I've started work on the Gnoblars...
Cue photo...
Meh....
I really, really like Gnoblars. In truth they are my favourite unit in the Ogre army. And I am really hoping that when the new book comes, they get characters; maybe magic users... but I really don't like painting them.
Which in a sense is odd. As they are not hard to paint. They are two thirds smalled than the French Napoleonic battalions that I have been banging out recently - and they are certainly easier to paint.
But I just don't enjoy painting them.
It might be that they are non-uniform, so sort of defy a production line approach - so changing colours becomes a chore.
Anywho...
I noticed today someone claim that we are living in the Golden Age of wargaming.
The reasoning behind this is that never has there been so many ranges of figures and rulesets - oh and with the internet it is possible to get any of them at the click of a mouse.
The grognard within in me suspects that this kind of hyperbole is the exhuberance of youth - perhaps a youth who has had the scales removed from their eyes by stepping outside the closed world of GW.

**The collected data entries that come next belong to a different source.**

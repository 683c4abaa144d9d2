//! Configuração do lessonforge carregada a partir de `lessonforge.toml`.
//!
//! A struct [`ForgeConfig`] contém todos os parâmetros configuráveis.
//! Valores não presentes no arquivo usam defaults sensíveis.
//! As variáveis de ambiente `ANTHROPIC_API_KEY` e `LESSONFORGE_DATABASE_URL`
//! têm precedência sobre o arquivo.

use std::path::Path;
use std::time::Duration;

use anyhow::{Context, Result, ensure};
use serde::Deserialize;

use crate::dispatcher::DispatcherConfig;
use crate::state_machine::RetryPolicy;
use crate::workflow::{DEFAULT_MAX_TRANSITIONS, Engine};
use crate::workflows::WorkflowLimits;

/// Arquivo procurado no diretório atual quando `--config` não é informado.
pub const DEFAULT_CONFIG_FILE: &str = "lessonforge.toml";

/// Configuração de nível superior carregada de `lessonforge.toml`.
#[derive(Debug, Clone, Deserialize)]
#[serde(default)]
pub struct ForgeConfig {
    /// URL do banco SQLite que guarda jobs e conteúdo.
    pub database_url: String,
    pub worker: WorkerConfig,
    pub retry: RetryConfig,
    pub engine: EngineConfig,
    pub model: ModelConfig,
    pub workflows: WorkflowLimits,
}

impl Default for ForgeConfig {
    fn default() -> Self {
        Self {
            database_url: "sqlite://lessonforge.db".to_string(),
            worker: WorkerConfig::default(),
            retry: RetryConfig::default(),
            engine: EngineConfig::default(),
            model: ModelConfig::default(),
            workflows: WorkflowLimits::default(),
        }
    }
}

/// Parâmetros do pool de workers.
#[derive(Debug, Clone, Deserialize)]
#[serde(default)]
pub struct WorkerConfig {
    /// Intervalo entre consultas à fila vazia, em milissegundos.
    pub poll_interval_ms: u64,
    /// Número de workers concorrentes.
    pub workers: usize,
    /// Tempo após o qual um job em processamento é considerado abandonado.
    pub processing_timeout_secs: u64,
    pub sweep_interval_secs: u64,
    pub metrics_interval_secs: u64,
}

impl Default for WorkerConfig {
    fn default() -> Self {
        Self {
            poll_interval_ms: 5000,
            workers: 4,
            processing_timeout_secs: 3600,
            sweep_interval_secs: 60,
            metrics_interval_secs: 900,
        }
    }
}

/// Backoff exponencial entre tentativas.
#[derive(Debug, Clone, Deserialize)]
#[serde(default)]
pub struct RetryConfig {
    /// Máximo de execuções antes de marcar um job como falho.
    pub max_attempts: u32,
    /// Atraso antes da segunda tentativa, em segundos.
    pub base_delay_secs: u64,
    pub multiplier: u32,
}

impl Default for RetryConfig {
    fn default() -> Self {
        Self {
            max_attempts: 3,
            base_delay_secs: 300,
            multiplier: 4,
        }
    }
}

#[derive(Debug, Clone, Deserialize)]
#[serde(default)]
pub struct EngineConfig {
    /// Teto de transições por execução de workflow.
    pub max_transitions: usize,
}

impl Default for EngineConfig {
    fn default() -> Self {
        Self {
            max_transitions: DEFAULT_MAX_TRANSITIONS,
        }
    }
}

/// Acesso à API Anthropic.
#[derive(Debug, Clone, Deserialize)]
#[serde(default)]
pub struct ModelConfig {
    /// Chave da API Anthropic.
    pub api_key: String,
    /// Modelo usado para classificação e respostas curtas.
    pub fast_model: String,
    /// Modelo usado para gerar syllabi e conteúdo de lições.
    pub large_model: String,
    pub max_tokens: u32,
    /// URL alternativa da API (útil para testes e proxies).
    pub base_url: Option<String>,
}

impl Default for ModelConfig {
    fn default() -> Self {
        Self {
            api_key: String::new(),
            fast_model: "claude-haiku-4-5-20251001".to_string(),
            large_model: "claude-sonnet-4-5-20250929".to_string(),
            max_tokens: 4096,
            base_url: None,
        }
    }
}

impl ForgeConfig {
    /// Carrega a configuração de `path`, ou de `lessonforge.toml` no
    /// diretório atual. Um arquivo explícito ausente é erro; o arquivo
    /// padrão ausente resulta nos defaults.
    pub fn load(path: Option<&Path>) -> Result<Self> {
        let mut config = match path {
            Some(path) => Self::from_file(path)?,
            None => {
                let path = Path::new(DEFAULT_CONFIG_FILE);
                if path.exists() { Self::from_file(path)? } else { Self::default() }
            }
        };
        config.apply_env(|key| std::env::var(key).ok());
        config.validate()?;
        Ok(config)
    }

    /// Rejeita combinações que o engine não conseguiria executar: o teto de
    /// transições precisa comportar a última regeneração permitida.
    pub fn validate(&self) -> Result<()> {
        let ceiling = self.engine.max_transitions;
        ensure!(ceiling > 0, "engine.max_transitions must be greater than zero");
        let required = self.workflows.required_transitions();
        ensure!(
            required <= ceiling,
            "engine.max_transitions = {ceiling} is below the {required} transitions needed for \
             workflows.max_generation_attempts = {}",
            self.workflows.max_generation_attempts
        );
        Ok(())
    }

    fn from_file(path: &Path) -> Result<Self> {
        let contents = std::fs::read_to_string(path)
            .with_context(|| format!("failed to read config file {}", path.display()))?;
        toml::from_str(&contents).with_context(|| format!("invalid config file {}", path.display()))
    }

    /// Variáveis de ambiente têm precedência sobre o arquivo de configuração.
    pub fn apply_env(&mut self, lookup: impl Fn(&str) -> Option<String>) {
        if let Some(key) = lookup("ANTHROPIC_API_KEY").filter(|k| !k.is_empty()) {
            self.model.api_key = key;
        }
        if let Some(url) = lookup("LESSONFORGE_DATABASE_URL").filter(|u| !u.is_empty()) {
            self.database_url = url;
        }
    }

    pub fn retry_policy(&self) -> RetryPolicy {
        RetryPolicy {
            max_attempts: self.retry.max_attempts.max(1),
            base_delay: Duration::from_secs(self.retry.base_delay_secs),
            multiplier: self.retry.multiplier,
        }
    }

    pub fn engine(&self) -> Engine {
        Engine::new(self.engine.max_transitions)
    }

    pub fn dispatcher_config(&self) -> DispatcherConfig {
        DispatcherConfig {
            workers: self.worker.workers.max(1),
            poll_interval: Duration::from_millis(self.worker.poll_interval_ms),
            processing_timeout: Duration::from_secs(self.worker.processing_timeout_secs),
            sweep_interval: Duration::from_secs(self.worker.sweep_interval_secs.max(1)),
            metrics_interval: Duration::from_secs(self.worker.metrics_interval_secs.max(1)),
            worker_prefix: format!("worker-{}", std::process::id()),
        }
    }
}
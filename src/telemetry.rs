//! Inicialização de tracing/logging.

use tracing_subscriber::EnvFilter;

/// Instala o subscriber global. `RUST_LOG` tem precedência; sem ele o nível
/// é `info`, ou `debug` com `verbose`.
///
/// Chamadas repetidas não têm efeito.
pub fn init(verbose: bool, json: bool) {
    let default_level = if verbose { "debug" } else { "info" };
    let filter = EnvFilter::try_from_default_env().unwrap_or_else(|_| EnvFilter::new(default_level));

    // Logs vão para stderr; stdout fica livre para a saída JSON dos comandos.
    let builder = tracing_subscriber::fmt()
        .with_env_filter(filter)
        .with_writer(std::io::stderr)
        .with_target(verbose);

    let _ = if json {
        builder.json().with_timer(tracing_subscriber::fmt::time::SystemTime).try_init()
    } else {
        builder.try_init()
    };
}
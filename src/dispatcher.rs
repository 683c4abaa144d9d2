//! Worker loop: claim a job, run its workflow, store the outcome.

use std::any::Any;
use std::sync::Arc;
use std::time::Duration;

use chrono::{DateTime, TimeDelta, Utc};
use tokio::sync::watch;
use tokio::task::JoinSet;
use tracing::{debug, error, info, warn};

use crate::enqueue::JobQueue;
use crate::error::{StoreError, WorkflowError};
use crate::state_machine::{ExecutionOutcome, ExecutionRecord, Job, NextAction, RetryPolicy};
use crate::store::JobStore;
use crate::workflow::{Engine, WorkflowRegistry, WorkflowRun};

#[derive(Debug, Clone)]
pub struct DispatcherConfig {
    /// Number of concurrent worker loops.
    pub workers: usize,
    /// Sleep between polls when the queue is empty.
    pub poll_interval: Duration,
    /// A processing job claimed longer ago than this is considered abandoned.
    pub processing_timeout: Duration,
    pub sweep_interval: Duration,
    pub metrics_interval: Duration,
    pub worker_prefix: String,
}

impl Default for DispatcherConfig {
    fn default() -> Self {
        Self {
            workers: 4,
            poll_interval: Duration::from_secs(5),
            processing_timeout: Duration::from_secs(60 * 60),
            sweep_interval: Duration::from_secs(60),
            metrics_interval: Duration::from_secs(15 * 60),
            worker_prefix: "worker".to_string(),
        }
    }
}

/// Drives claimed jobs through their workflows and records every outcome in
/// the job store.
pub struct Dispatcher {
    store: Arc<dyn JobStore>,
    registry: Arc<WorkflowRegistry>,
    queue: JobQueue,
    engine: Engine,
    retry: RetryPolicy,
    config: DispatcherConfig,
}

impl Dispatcher {
    pub fn new(store: Arc<dyn JobStore>, registry: Arc<WorkflowRegistry>) -> Self {
        Self {
            queue: JobQueue::new(store.clone(), registry.clone()),
            store,
            registry,
            engine: Engine::default(),
            retry: RetryPolicy::default(),
            config: DispatcherConfig::default(),
        }
    }

    pub fn with_engine(mut self, engine: Engine) -> Self {
        self.engine = engine;
        self
    }

    pub fn with_retry(mut self, retry: RetryPolicy) -> Self {
        self.retry = retry;
        self
    }

    pub fn with_config(mut self, config: DispatcherConfig) -> Self {
        self.config = config;
        self
    }

    /// Claim at most one job and drive it to a stored outcome.
    ///
    /// Returns `None` when no job was eligible. A store error while writing
    /// the outcome is returned; the job then stays processing until the sweep
    /// reclaims it.
    pub async fn tick(&self, worker: &str) -> Result<Option<ExecutionRecord>, StoreError> {
        let Some(job) = self.store.claim_next(worker, Utc::now()).await? else {
            return Ok(None);
        };
        let started_at = Utc::now();
        info!(
            job_id = %job.id,
            kind = %job.kind,
            attempt = job.attempt_count,
            worker,
            "job claimed"
        );

        let record = match self.execute(&job).await {
            Ok(run) => self.finish(&job, worker, run, started_at).await?,
            Err(err) => self.handle_failure(&job, worker, err, started_at).await?,
        };
        debug!(
            job_id = %record.job_id,
            duration_ms = record.duration_ms,
            outcome = ?record.outcome,
            "execution recorded"
        );
        Ok(Some(record))
    }

    /// Run the job's workflow on its own task so a panicking step cannot take
    /// the worker down.
    async fn execute(&self, job: &Job) -> Result<WorkflowRun, WorkflowError> {
        let workflow = self.registry.lookup(job.kind)?;
        let engine = self.engine;
        let input = job.input.clone();
        let handle = tokio::spawn(async move { workflow.run(&engine, &input).await });
        match handle.await {
            Ok(result) => result,
            Err(join) if join.is_panic() => Err(WorkflowError::Panicked(panic_message(join.into_panic()))),
            Err(join) => Err(WorkflowError::Panicked(join.to_string())),
        }
    }

    async fn finish(
        &self,
        job: &Job,
        worker: &str,
        run: WorkflowRun,
        started_at: DateTime<Utc>,
    ) -> Result<ExecutionRecord, StoreError> {
        let WorkflowRun { output, path } = run;
        match self.store.complete(job.id, job.attempt_count, output.result).await {
            Ok(_) => {}
            Err(StoreError::LeaseLost { .. }) => {
                warn!(job_id = %job.id, attempt = job.attempt_count, worker, "lease lost, result discarded");
                return Ok(ExecutionRecord::new(job, worker, path, ExecutionOutcome::LeaseLost, started_at));
            }
            Err(err) => return Err(err),
        }
        info!(job_id = %job.id, kind = %job.kind, attempt = job.attempt_count, steps = path.len(), "job completed");

        for follow_up in output.follow_ups {
            let kind = follow_up.kind;
            match self.queue.submit(follow_up).await {
                Ok(child) => info!(parent = %job.id, job_id = %child.id, kind = %kind, "follow-up enqueued"),
                Err(err) => error!(parent = %job.id, kind = %kind, error = %err, "failed to enqueue follow-up"),
            }
        }

        Ok(ExecutionRecord::new(job, worker, path, ExecutionOutcome::Completed, started_at))
    }

    async fn handle_failure(
        &self,
        job: &Job,
        worker: &str,
        err: WorkflowError,
        started_at: DateTime<Utc>,
    ) -> Result<ExecutionRecord, StoreError> {
        let message = err.to_string();
        let (retry_at, outcome) = match self.retry.next_action(job, &err, Utc::now()) {
            NextAction::RetryAt(at) => (
                Some(at),
                ExecutionOutcome::RetryScheduled {
                    at,
                    error: message.clone(),
                },
            ),
            NextAction::GiveUp => (
                None,
                ExecutionOutcome::Failed {
                    error: message.clone(),
                },
            ),
        };

        match self.store.fail(job.id, job.attempt_count, &message, retry_at).await {
            Ok(_) => {}
            Err(StoreError::LeaseLost { .. }) => {
                warn!(job_id = %job.id, attempt = job.attempt_count, worker, "lease lost, failure discarded");
                return Ok(ExecutionRecord::new(job, worker, Vec::new(), ExecutionOutcome::LeaseLost, started_at));
            }
            Err(err) => return Err(err),
        }

        match retry_at {
            Some(at) => warn!(
                job_id = %job.id,
                kind = %job.kind,
                attempt = job.attempt_count,
                retry_at = %at,
                error = %message,
                "job failed, retry scheduled"
            ),
            None => error!(
                job_id = %job.id,
                kind = %job.kind,
                attempt = job.attempt_count,
                retryable = err.is_retryable(),
                error = %message,
                "job failed permanently"
            ),
        }
        Ok(ExecutionRecord::new(job, worker, Vec::new(), outcome, started_at))
    }

    /// Return abandoned processing jobs to the queue.
    pub async fn sweep(&self, now: DateTime<Utc>) -> Result<Vec<Job>, StoreError> {
        let timeout = TimeDelta::from_std(self.config.processing_timeout).unwrap_or(TimeDelta::MAX);
        let cutoff = now.checked_sub_signed(timeout).unwrap_or(DateTime::<Utc>::MIN_UTC);
        let swept = self.store.reclaim_stale(cutoff, self.retry.max_attempts, now).await?;
        for job in &swept {
            warn!(
                job_id = %job.id,
                kind = %job.kind,
                attempt = job.attempt_count,
                status = %job.status,
                "stale lease reclaimed"
            );
        }
        Ok(swept)
    }

    /// Run worker loops, the sweeper and the metrics logger until `shutdown`
    /// flips to true. Jobs in flight finish before their worker exits.
    pub async fn run(self: Arc<Self>, shutdown: watch::Receiver<bool>) {
        info!(
            workers = self.config.workers,
            poll_interval_ms = self.config.poll_interval.as_millis(),
            max_attempts = self.retry.max_attempts,
            kinds = ?self.registry.kinds().collect::<Vec<_>>(),
            "dispatcher started"
        );

        let mut tasks = JoinSet::new();
        for n in 1..=self.config.workers.max(1) {
            let worker = format!("{}-{n}", self.config.worker_prefix);
            tasks.spawn(self.clone().worker_loop(worker, shutdown.clone()));
        }
        tasks.spawn(self.clone().sweep_loop(shutdown.clone()));
        tasks.spawn(self.clone().metrics_loop(shutdown));

        while let Some(joined) = tasks.join_next().await {
            if let Err(err) = joined {
                error!(error = %err, "dispatcher task aborted");
            }
        }
        info!("dispatcher stopped");
    }

    async fn worker_loop(self: Arc<Self>, worker: String, mut shutdown: watch::Receiver<bool>) {
        debug!(worker, "worker started");
        while !*shutdown.borrow() {
            match self.tick(&worker).await {
                // Drain the queue before sleeping.
                Ok(Some(_)) => continue,
                Ok(None) => {}
                Err(err) => error!(worker, error = %err, "job write-back failed"),
            }
            tokio::select! {
                _ = tokio::time::sleep(self.config.poll_interval) => {}
                changed = shutdown.changed() => {
                    if changed.is_err() {
                        break;
                    }
                }
            }
        }
        debug!(worker, "worker stopped");
    }

    async fn sweep_loop(self: Arc<Self>, mut shutdown: watch::Receiver<bool>) {
        loop {
            tokio::select! {
                _ = tokio::time::sleep(self.config.sweep_interval) => {
                    if let Err(err) = self.sweep(Utc::now()).await {
                        error!(error = %err, "stale lease sweep failed");
                    }
                }
                changed = shutdown.changed() => {
                    if changed.is_err() || *shutdown.borrow() {
                        break;
                    }
                }
            }
        }
    }

    async fn metrics_loop(self: Arc<Self>, mut shutdown: watch::Receiver<bool>) {
        let window = TimeDelta::from_std(self.config.metrics_interval).unwrap_or(TimeDelta::hours(1));
        loop {
            tokio::select! {
                _ = tokio::time::sleep(self.config.metrics_interval) => {
                    let now = Utc::now();
                    match self.store.metrics(now - window, now).await {
                        Ok(m) => info!(
                            pending = m.pending,
                            scheduled = m.scheduled,
                            processing = m.processing,
                            completed = m.completed,
                            failed = m.failed,
                            active_workers = m.active_workers,
                            avg_completion_secs = ?m.avg_completion_secs,
                            "queue metrics"
                        ),
                        Err(err) => warn!(error = %err, "failed to collect queue metrics"),
                    }
                }
                changed = shutdown.changed() => {
                    if changed.is_err() || *shutdown.borrow() {
                        break;
                    }
                }
            }
        }
    }
}

fn panic_message(payload: Box<dyn Any + Send>) -> String {
    if let Some(s) = payload.downcast_ref::<&str>() {
        (*s).to_string()
    } else if let Some(s) = payload.downcast_ref::<String>() {
        s.clone()
    } else {
        "non-string panic payload".to_string()
    }
}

The irony if this is the case, is that the GW gamers venturing into other systems will run into the problems that drove people to play GW games in the first place - lack of opponents because everyone is playing something different, disputes over which rule set to use, fiigure scale, etc. Obviously the fact that there are other system games around at present alleviates this to some extent, but... yah know...
Anywho....
Back to the Gnoblars.....
peace:)
Everyone knows the golden age of wargaming was when Donald Featherstone, Charle Grant, Brigdier Sir Peter Young etal were using Spencer Smith models on sand tables whilst wearing tweed suits and drinking port. It's just a fact!
ReplyDeleteThat said it is refreshing that GW's stranglehold on gaming is steadily being eroded, not least as it also means they have to try a lot harder to introduce more interesting games. I'm seeing a great expansion of alternate systems - primarily skirmish games, but with historical systems getting a substantial nudge too.